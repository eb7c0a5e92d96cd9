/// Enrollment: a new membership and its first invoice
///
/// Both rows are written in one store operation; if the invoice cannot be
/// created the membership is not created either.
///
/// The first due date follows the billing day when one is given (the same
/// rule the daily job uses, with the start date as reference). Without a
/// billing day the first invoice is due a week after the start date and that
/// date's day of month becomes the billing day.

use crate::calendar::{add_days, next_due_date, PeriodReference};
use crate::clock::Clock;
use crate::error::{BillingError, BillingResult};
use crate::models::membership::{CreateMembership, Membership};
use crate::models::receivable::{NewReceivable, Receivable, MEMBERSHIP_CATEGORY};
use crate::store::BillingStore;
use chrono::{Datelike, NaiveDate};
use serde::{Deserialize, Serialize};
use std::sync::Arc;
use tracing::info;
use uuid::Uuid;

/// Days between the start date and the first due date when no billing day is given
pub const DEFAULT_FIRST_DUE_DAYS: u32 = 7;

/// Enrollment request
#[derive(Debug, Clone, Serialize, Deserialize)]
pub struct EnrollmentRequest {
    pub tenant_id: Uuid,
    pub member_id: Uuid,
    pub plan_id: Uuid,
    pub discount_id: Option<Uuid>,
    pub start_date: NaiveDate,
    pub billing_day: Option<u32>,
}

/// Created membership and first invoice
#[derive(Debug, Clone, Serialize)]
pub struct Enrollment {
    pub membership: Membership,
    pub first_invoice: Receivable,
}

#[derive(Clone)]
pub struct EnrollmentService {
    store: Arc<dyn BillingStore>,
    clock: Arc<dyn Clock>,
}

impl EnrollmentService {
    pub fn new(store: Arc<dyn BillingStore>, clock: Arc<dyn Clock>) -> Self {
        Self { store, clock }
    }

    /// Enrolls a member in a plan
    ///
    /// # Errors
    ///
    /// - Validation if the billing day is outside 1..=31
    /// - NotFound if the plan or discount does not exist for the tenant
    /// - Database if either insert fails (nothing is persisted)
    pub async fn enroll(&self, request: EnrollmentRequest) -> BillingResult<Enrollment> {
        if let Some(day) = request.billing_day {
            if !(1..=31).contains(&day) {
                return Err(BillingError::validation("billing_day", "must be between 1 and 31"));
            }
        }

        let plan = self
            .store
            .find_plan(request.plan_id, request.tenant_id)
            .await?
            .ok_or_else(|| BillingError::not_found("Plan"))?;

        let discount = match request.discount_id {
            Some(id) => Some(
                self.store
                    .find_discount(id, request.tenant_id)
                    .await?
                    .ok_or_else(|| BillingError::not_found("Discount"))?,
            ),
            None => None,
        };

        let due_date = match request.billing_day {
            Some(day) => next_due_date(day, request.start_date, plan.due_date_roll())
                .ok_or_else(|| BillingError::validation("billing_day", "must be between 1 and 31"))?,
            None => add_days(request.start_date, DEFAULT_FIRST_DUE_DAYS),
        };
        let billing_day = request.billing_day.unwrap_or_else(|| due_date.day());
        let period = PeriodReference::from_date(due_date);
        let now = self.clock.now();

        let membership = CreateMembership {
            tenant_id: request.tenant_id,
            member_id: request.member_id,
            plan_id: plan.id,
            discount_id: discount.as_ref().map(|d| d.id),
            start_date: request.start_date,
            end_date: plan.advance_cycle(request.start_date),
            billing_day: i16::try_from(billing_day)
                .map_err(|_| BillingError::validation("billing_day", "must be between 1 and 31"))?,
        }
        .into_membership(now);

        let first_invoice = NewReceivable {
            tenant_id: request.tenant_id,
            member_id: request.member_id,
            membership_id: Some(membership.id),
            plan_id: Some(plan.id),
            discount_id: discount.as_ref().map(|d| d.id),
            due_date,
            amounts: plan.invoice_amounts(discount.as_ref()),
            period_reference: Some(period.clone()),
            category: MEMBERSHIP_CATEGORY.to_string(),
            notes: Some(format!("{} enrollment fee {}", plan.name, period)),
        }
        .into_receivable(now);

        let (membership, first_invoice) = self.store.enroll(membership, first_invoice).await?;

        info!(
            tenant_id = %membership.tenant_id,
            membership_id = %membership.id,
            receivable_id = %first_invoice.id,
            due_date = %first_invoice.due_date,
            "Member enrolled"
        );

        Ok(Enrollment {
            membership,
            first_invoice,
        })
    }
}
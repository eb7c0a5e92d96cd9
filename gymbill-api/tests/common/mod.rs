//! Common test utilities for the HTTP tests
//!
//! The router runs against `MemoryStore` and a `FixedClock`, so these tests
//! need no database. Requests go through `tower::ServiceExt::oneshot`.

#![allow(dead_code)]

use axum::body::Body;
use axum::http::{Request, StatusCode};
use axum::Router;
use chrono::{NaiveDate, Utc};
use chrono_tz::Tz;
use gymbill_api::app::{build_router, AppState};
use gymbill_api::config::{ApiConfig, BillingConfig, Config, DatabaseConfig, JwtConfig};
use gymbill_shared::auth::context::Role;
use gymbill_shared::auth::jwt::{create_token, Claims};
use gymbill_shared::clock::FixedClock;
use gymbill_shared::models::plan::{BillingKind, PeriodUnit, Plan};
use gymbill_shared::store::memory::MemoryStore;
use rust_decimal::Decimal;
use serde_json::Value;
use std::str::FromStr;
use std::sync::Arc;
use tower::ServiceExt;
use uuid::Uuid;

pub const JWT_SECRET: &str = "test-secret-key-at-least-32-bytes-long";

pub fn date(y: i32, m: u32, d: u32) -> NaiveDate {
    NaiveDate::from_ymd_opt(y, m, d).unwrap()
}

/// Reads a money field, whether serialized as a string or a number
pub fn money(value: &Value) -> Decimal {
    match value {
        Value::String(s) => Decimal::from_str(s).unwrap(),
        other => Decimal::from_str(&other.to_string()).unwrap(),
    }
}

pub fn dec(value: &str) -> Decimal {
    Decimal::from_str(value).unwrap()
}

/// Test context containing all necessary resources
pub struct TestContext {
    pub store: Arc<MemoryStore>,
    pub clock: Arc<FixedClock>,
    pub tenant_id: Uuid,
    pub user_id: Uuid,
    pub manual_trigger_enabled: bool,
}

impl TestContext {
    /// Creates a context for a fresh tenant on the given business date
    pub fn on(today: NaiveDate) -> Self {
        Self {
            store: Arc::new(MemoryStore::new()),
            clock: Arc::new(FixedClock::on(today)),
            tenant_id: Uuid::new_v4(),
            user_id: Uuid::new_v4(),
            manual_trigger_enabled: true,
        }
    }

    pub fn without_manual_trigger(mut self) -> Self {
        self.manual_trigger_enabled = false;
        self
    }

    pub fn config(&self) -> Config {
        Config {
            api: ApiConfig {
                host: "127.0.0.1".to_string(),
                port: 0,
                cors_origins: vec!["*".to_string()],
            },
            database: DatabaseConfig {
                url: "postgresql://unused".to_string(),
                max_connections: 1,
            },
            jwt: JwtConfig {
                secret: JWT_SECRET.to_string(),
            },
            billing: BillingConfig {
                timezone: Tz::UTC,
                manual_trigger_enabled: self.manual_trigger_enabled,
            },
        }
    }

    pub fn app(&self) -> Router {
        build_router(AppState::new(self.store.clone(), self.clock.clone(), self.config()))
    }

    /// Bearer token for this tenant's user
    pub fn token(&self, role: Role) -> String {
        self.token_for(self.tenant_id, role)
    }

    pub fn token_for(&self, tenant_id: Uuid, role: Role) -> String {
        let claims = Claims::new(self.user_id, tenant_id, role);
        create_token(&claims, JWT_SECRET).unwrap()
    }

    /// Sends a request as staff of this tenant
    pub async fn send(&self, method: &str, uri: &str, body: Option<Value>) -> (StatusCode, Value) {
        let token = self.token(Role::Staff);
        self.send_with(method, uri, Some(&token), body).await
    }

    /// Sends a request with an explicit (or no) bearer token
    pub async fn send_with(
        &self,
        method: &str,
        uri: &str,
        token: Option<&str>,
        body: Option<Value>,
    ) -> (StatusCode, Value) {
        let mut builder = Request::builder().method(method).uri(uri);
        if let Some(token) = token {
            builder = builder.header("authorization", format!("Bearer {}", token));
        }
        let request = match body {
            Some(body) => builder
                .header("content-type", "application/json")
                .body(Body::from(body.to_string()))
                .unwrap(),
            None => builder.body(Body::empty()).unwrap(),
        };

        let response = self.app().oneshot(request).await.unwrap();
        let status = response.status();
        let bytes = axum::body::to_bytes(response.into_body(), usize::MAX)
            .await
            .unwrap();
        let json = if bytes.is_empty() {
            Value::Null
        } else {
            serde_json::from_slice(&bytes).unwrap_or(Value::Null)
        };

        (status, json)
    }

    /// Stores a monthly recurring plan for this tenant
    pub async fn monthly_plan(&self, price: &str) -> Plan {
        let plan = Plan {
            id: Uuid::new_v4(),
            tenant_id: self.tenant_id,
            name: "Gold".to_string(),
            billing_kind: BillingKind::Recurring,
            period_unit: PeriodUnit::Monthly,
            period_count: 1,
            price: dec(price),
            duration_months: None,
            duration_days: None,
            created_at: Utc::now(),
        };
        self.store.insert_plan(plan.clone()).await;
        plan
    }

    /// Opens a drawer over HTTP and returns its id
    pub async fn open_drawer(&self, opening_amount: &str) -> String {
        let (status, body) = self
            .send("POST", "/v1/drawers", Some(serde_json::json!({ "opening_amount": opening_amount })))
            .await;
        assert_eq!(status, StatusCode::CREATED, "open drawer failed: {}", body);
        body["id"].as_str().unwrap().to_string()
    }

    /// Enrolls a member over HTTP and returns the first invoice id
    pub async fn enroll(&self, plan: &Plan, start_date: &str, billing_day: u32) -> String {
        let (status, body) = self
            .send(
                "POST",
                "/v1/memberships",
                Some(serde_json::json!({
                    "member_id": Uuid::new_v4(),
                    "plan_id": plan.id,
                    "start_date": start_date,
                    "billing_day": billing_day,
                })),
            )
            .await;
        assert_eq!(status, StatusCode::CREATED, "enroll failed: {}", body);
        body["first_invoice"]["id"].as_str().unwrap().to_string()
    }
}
----------
▸ Directions for this task
Copy each line above that contains the word "PeriodUnit".

▸ Answer space
use gymbill_shared::models::plan::{BillingKind, PeriodUnit, Plan};
            period_unit: PeriodUnit::Monthly,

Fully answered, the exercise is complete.